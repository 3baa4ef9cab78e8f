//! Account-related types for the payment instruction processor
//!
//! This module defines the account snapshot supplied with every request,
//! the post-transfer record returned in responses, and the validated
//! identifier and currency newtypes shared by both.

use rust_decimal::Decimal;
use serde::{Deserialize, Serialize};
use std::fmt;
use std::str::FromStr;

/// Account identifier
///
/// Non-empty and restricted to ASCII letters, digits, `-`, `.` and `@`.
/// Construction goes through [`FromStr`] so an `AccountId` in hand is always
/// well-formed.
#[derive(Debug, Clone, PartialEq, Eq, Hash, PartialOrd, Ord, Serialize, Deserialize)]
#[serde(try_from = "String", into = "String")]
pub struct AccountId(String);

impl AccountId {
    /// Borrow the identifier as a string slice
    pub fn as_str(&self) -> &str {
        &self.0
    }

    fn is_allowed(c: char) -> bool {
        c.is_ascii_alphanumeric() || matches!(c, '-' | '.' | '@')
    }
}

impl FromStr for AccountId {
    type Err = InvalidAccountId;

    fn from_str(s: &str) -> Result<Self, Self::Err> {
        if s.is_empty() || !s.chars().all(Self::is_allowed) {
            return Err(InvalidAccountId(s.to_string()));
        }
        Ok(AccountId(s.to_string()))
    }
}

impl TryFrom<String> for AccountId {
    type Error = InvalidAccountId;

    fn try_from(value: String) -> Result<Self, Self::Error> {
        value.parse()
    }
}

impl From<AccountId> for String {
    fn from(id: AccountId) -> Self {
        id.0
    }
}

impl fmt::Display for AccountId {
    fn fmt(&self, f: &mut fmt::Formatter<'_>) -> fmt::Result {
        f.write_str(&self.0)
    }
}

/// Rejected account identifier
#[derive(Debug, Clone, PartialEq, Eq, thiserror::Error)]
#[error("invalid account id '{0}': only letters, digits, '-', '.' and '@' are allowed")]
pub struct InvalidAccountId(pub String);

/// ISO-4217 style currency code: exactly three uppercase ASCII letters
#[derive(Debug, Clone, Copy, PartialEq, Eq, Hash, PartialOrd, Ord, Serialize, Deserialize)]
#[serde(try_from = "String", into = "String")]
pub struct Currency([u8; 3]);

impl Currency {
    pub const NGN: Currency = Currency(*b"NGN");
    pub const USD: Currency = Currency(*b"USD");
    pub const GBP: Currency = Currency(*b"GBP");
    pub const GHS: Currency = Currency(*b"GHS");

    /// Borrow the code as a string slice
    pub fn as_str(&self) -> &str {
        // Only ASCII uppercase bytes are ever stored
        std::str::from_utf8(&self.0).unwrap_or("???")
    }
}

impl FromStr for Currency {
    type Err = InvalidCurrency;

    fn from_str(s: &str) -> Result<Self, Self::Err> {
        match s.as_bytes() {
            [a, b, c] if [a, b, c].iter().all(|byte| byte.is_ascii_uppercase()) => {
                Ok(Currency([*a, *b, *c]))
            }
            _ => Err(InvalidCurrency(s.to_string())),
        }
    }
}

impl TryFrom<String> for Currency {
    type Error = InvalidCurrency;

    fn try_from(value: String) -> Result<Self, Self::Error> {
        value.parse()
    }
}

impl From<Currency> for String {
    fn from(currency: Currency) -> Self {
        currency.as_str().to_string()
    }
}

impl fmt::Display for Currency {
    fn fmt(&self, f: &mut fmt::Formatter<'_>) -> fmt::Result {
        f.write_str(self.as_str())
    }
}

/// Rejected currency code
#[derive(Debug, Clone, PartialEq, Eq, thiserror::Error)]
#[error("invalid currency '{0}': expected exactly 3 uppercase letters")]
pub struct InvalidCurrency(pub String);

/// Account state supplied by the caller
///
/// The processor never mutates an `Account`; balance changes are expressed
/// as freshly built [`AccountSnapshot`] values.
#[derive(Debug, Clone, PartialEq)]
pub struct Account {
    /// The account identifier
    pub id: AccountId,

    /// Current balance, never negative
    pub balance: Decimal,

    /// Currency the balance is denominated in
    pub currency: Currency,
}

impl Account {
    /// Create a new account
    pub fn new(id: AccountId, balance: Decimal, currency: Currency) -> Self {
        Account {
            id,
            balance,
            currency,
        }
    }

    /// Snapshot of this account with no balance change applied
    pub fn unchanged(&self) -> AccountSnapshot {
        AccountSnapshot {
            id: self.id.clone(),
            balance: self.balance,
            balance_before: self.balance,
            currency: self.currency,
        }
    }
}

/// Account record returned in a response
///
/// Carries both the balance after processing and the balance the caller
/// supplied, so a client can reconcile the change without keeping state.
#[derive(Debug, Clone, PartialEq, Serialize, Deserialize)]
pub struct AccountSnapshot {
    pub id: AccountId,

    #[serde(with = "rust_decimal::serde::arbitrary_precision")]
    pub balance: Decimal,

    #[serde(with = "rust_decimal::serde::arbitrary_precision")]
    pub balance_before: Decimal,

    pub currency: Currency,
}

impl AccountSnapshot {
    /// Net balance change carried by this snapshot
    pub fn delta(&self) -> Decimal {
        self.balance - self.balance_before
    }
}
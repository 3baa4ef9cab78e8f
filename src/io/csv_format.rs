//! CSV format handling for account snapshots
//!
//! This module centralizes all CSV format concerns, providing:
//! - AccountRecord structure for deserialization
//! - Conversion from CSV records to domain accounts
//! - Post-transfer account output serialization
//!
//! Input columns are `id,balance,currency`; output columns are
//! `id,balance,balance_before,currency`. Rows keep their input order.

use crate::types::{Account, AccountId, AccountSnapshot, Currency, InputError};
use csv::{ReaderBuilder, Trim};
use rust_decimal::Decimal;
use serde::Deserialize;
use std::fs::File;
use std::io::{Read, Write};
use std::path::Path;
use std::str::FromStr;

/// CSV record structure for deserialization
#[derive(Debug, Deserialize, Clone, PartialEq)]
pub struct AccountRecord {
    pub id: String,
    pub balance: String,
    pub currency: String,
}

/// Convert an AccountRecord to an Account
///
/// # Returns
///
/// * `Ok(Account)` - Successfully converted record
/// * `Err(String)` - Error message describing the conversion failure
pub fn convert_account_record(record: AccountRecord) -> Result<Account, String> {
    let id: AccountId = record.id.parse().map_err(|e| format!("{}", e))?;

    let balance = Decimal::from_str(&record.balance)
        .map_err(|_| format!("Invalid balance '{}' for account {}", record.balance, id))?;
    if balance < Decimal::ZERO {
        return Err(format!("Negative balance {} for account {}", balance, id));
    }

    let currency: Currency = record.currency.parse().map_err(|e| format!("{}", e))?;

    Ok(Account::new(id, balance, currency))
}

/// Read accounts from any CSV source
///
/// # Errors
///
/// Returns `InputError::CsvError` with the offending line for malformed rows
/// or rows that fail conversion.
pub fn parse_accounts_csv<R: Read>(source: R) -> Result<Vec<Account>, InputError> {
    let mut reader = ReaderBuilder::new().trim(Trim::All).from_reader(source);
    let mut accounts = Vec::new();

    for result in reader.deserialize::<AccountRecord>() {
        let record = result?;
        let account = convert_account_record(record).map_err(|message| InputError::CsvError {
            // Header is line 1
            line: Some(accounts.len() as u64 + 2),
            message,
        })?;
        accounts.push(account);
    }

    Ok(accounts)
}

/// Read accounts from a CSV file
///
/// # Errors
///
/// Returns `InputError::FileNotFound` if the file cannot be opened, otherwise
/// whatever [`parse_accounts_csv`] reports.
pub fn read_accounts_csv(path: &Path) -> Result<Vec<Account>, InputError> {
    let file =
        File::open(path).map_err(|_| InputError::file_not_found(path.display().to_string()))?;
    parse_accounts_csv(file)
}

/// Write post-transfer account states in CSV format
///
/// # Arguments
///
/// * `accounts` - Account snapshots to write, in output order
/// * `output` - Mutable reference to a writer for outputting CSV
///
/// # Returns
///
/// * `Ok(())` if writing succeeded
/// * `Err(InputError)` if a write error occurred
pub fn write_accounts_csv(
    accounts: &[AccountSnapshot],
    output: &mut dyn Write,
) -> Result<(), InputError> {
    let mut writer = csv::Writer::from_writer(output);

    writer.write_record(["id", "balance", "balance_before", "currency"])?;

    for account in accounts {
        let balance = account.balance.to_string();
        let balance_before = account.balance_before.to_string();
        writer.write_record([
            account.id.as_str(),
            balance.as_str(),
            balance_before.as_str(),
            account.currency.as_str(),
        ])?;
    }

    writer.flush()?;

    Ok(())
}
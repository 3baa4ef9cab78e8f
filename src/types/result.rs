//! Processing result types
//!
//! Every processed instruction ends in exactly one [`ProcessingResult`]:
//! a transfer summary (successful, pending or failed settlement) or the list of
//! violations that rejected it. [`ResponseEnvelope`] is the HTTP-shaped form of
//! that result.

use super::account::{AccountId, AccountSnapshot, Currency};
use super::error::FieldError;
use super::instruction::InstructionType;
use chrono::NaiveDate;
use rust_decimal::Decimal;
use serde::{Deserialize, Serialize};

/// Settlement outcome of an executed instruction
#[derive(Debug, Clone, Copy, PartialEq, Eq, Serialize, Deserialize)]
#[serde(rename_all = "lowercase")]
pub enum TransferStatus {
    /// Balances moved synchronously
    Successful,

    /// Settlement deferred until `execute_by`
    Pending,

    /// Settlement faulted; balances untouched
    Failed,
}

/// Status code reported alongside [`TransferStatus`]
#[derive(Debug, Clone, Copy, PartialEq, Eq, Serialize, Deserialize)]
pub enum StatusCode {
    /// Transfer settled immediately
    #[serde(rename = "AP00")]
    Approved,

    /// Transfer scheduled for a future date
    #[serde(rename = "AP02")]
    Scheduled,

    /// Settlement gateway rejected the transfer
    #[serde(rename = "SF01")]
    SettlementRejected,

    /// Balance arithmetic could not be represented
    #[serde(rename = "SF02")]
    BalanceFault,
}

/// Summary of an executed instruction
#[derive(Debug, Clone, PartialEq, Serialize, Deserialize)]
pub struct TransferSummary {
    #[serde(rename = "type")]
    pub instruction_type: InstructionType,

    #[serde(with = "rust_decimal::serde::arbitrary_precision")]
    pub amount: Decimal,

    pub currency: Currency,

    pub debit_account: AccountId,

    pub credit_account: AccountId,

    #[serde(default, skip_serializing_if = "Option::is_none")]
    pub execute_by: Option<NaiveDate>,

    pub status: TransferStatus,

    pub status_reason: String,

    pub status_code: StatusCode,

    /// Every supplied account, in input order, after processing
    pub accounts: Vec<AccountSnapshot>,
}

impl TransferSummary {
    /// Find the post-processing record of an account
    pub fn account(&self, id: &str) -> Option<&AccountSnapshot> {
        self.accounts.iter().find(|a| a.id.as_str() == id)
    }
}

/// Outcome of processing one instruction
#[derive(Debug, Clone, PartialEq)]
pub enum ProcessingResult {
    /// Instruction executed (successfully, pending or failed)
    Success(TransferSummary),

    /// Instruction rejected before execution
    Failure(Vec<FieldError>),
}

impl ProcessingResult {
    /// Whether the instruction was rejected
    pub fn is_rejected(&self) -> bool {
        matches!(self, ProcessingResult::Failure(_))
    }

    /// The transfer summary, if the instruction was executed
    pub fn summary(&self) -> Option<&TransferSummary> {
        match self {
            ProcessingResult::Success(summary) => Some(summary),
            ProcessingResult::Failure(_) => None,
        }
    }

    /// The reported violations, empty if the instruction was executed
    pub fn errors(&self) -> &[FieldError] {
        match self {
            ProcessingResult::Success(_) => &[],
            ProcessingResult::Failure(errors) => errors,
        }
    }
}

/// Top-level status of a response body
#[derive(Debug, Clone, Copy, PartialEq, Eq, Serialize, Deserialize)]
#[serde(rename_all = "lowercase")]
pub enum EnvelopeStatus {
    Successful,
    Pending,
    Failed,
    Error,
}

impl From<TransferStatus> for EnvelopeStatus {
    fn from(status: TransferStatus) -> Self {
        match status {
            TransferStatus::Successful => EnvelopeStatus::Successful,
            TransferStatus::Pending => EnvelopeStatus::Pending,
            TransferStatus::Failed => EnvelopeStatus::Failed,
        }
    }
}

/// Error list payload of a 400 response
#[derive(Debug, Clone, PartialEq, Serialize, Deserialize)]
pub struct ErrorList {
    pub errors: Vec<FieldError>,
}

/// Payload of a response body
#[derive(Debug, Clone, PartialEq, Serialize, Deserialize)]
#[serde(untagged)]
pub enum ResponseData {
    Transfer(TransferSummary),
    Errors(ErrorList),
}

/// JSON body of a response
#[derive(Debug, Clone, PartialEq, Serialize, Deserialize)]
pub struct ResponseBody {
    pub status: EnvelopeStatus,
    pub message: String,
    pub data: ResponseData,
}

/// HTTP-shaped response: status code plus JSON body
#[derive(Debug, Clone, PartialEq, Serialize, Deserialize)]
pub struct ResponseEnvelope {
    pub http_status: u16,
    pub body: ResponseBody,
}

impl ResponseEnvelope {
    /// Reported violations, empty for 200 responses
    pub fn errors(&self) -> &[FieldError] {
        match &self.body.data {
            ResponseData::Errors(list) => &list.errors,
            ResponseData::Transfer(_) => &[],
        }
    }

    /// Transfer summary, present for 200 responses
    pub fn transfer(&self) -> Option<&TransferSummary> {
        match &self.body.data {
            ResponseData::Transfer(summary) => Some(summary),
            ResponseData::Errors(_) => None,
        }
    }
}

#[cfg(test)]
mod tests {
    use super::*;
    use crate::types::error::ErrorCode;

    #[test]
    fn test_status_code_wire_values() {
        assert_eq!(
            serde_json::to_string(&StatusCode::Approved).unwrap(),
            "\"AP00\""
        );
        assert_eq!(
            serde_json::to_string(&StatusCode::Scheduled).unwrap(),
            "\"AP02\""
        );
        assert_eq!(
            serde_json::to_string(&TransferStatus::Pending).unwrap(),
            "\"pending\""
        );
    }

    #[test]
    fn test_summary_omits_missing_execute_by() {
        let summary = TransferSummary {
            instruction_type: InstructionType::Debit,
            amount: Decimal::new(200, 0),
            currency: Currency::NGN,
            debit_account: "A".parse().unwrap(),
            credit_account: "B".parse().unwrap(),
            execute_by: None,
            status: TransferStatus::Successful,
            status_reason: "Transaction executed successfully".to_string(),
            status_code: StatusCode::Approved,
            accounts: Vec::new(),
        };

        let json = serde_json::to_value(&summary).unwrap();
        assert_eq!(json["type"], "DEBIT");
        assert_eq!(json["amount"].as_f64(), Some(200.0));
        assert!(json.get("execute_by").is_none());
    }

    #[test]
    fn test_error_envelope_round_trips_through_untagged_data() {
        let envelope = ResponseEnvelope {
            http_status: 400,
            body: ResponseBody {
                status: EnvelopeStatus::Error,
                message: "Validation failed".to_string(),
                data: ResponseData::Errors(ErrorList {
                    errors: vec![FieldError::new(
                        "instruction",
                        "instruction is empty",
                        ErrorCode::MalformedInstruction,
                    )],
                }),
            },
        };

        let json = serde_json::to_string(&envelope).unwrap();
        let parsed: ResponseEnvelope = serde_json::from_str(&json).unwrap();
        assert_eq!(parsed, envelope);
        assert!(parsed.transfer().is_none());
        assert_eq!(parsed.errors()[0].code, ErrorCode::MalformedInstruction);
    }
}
- - - - -
• TASK DETAILS
Among the lines above, find those with the word "TryFrom" and list them.

• ANSWER TO THE EXERCISE
impl TryFrom<String> for AccountId {
impl TryFrom<String> for Currency {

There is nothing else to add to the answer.